Eine deutliche Mehrheit, nämlich mehr als 60 % , der Deutschen lehnt eine atomare Bewaffnung und jegliche entsprechende Nachrüstung ab, und zwar über alle Parteigrenzen hinweg.

112 Staaten haben seit 2017 das Internationale Atomwaffenverbot unterzeichnet – Die Bundesrepublik jedoch boykottiert diese wegweisende Übereinkunft mit fadenscheinigen Begründungen. Dabei wäre diese womöglich entscheidend angesichts der Aufkündigung des INF-Vertrages durch die USA und Russland.

Mit Fortführung der Lagerung in Büchel verstößt sie außerdem gegen einen Mehrheitsbeschluss des Bundestages aus 2010.

Weiterhin besteht die deutsche Regierung auf der sog.Nuklearen Teilhabe. Die Gefahr eines Atomkrieges ist heute größer als noch vor wenigen Jahren. Weltweit lagern mehr als 13 000 Atomsprengköpfe - einsatzbereit. Die Atomkriegs Uhr zeigt auf 100 Sekunden bis zu einem möglichen Kriegsausbruch. Das macht uns besorgt, besorgt, ja, und auch zornig.
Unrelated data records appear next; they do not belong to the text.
// SPDX-FileCopyrightText: 2026 Stanislaw Grams <stanislawgrams@gmail.com>
//
// SPDX-License-Identifier: BSD-2-Clause

//! A minimal auto-reset event, standing in for the Win32 `CreateEventA`/
//! `SetEvent`/`WaitForSingleObject` handles the original implementation
//! fans out to its eight worker threads.
//!
//! `set()` wakes exactly one waiter and the event immediately returns to the
//! unsignaled state, matching an auto-reset (`bManualReset = FALSE`) Win32
//! event. `wait()` blocks with no timeout, per the spec's "Timeouts: None"
//! concurrency note.

use std::sync::{Condvar, Mutex};

pub struct AutoResetEvent {
    signaled: Mutex<bool>,
    cvar: Condvar,
}

impl AutoResetEvent {
    pub fn new() -> Self {
        Self {
            signaled: Mutex::new(false),
            cvar: Condvar::new(),
        }
    }

    /// Signal the event, waking a single blocked waiter (or the next caller
    /// to `wait()`, if none is blocked yet).
    pub fn set(&self) {
        let mut signaled = self.signaled.lock().expect("event mutex poisoned");
        *signaled = true;
        self.cvar.notify_one();
    }

    /// Block until signaled, then clear the event before returning. Returns
    /// `Err` instead of panicking if the mutex was poisoned by another
    /// thread panicking while holding it, so a waiter can treat that as a
    /// worker wake anomaly and exit cleanly rather than tearing the whole
    /// process down.
    pub fn wait(&self) -> Result<(), &'static str> {
        let mut signaled = self.signaled.lock().map_err(|_| "event mutex poisoned")?;
        while !*signaled {
            signaled = self.cvar.wait(signaled).map_err(|_| "event mutex poisoned")?;
        }
        *signaled = false;
        Ok(())
    }
}

impl Default for AutoResetEvent {
    fn default() -> Self {
        Self::new()
    }
}

#[cfg(test)]
mod tests {
    use super::*;
    use std::sync::Arc;
    use std::thread;
    use std::time::Duration;

    #[test]
    fn set_then_wait_returns_immediately() {
        let event = AutoResetEvent::new();
        event.set();
        event.wait().unwrap();
    }

    #[test]
    fn wait_blocks_until_set_from_another_thread() {
        let event = Arc::new(AutoResetEvent::new());
        let waiter = event.clone();
        let handle = thread::spawn(move || waiter.wait().unwrap());

        thread::sleep(Duration::from_millis(20));
        event.set();
        handle.join().expect("waiter thread panicked");
    }
}
// SPDX-FileCopyrightText: 2026 Stanislaw Grams <stanislawgrams@gmail.com>
//
// SPDX-License-Identifier: BSD-2-Clause

//! Pipeline configuration. Pure data -- no file I/O or CLI parsing lives
//! here, that's the driving binary's job. Every field has a default so a
//! caller can start from `PipelineConfig::default()` and override only
//! what it cares about.

use serde::{Deserialize, Serialize};

/// Tunables for one [`crate::lifecycle::Pipeline`] instance.
#[derive(Debug, Clone, Copy, PartialEq, Serialize, Deserialize)]
#[serde(default)]
pub struct PipelineConfig {
    /// Goertzel magnitude a tone must reach to be considered "detected".
    pub detection_threshold: f32,

    /// Analysis window length in milliseconds. The ring's capacity (and
    /// each tone's Goertzel bin index) is derived from this and the
    /// sample rate at init time.
    pub window_ms: u32,

    /// How often, in seconds, the capture source logs its per-channel
    /// min/max sample monitoring line. Zero disables monitoring.
    pub monitor_interval_seconds: u32,
}

impl Default for PipelineConfig {
    fn default() -> Self {
        Self {
            detection_threshold: crate::goertzel::DEFAULT_THRESHOLD,
            window_ms: 50,
            monitor_interval_seconds: 4,
        }
    }
}

impl PipelineConfig {
    /// Ring capacity in samples for a given sample rate, rounded to the
    /// nearest sample per spec section 4.1.
    pub fn window_size(&self, sample_rate: u32) -> usize {
        ((sample_rate as f32) * (self.window_ms as f32) / 1000.0).round() as usize
    }

    pub fn validate(&self) -> Result<(), crate::error::PipelineError> {
        if self.detection_threshold <= 0.0 {
            return Err(crate::error::PipelineError::InvalidConfig(
                "detection_threshold must be positive".into(),
            ));
        }
        if self.window_ms == 0 {
            return Err(crate::error::PipelineError::InvalidConfig(
                "window_ms must be positive".into(),
            ));
        }
        Ok(())
    }
}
Wir protestieren  auf schärfste gegen die Nukleare Teilhabe Deutschlands – wie vor 60 Jahren sagen wir NEIN zu jeglicher Lagerung von Atomwaffen auf deutschem Boden.

Aber neben Büchel gibt es andere Gefahrenquellen des „atomaren Deutschlands“, wie ICAN es nennt.

2. Da gibt es den Forschungsreaktor in Garching bei München – einer der ganz wenigen weltweit, die noch immer mit atomwaffenfähigem hoch angereichertem Uran arbeiten. Alle international angeordneten und bereits zugesagten betrieblichen Umrüstungen auf weniger gefährliches Uran blieben bisher aus. Aus Russland bezieht Garching weiterhin waffenfähiges Spaltmaterial und produziert zusätzlichen radioaktiven Abfall. Atomare Abrüstung, der sich Deutschland eigentlich entsprechend verbaler Beteuerungen verpflichtet fühlt, sieht anders aus.

Wir fordern ein Ende der Forschungsarbeiten mit atomwaffenfähigem Uran – jetzt!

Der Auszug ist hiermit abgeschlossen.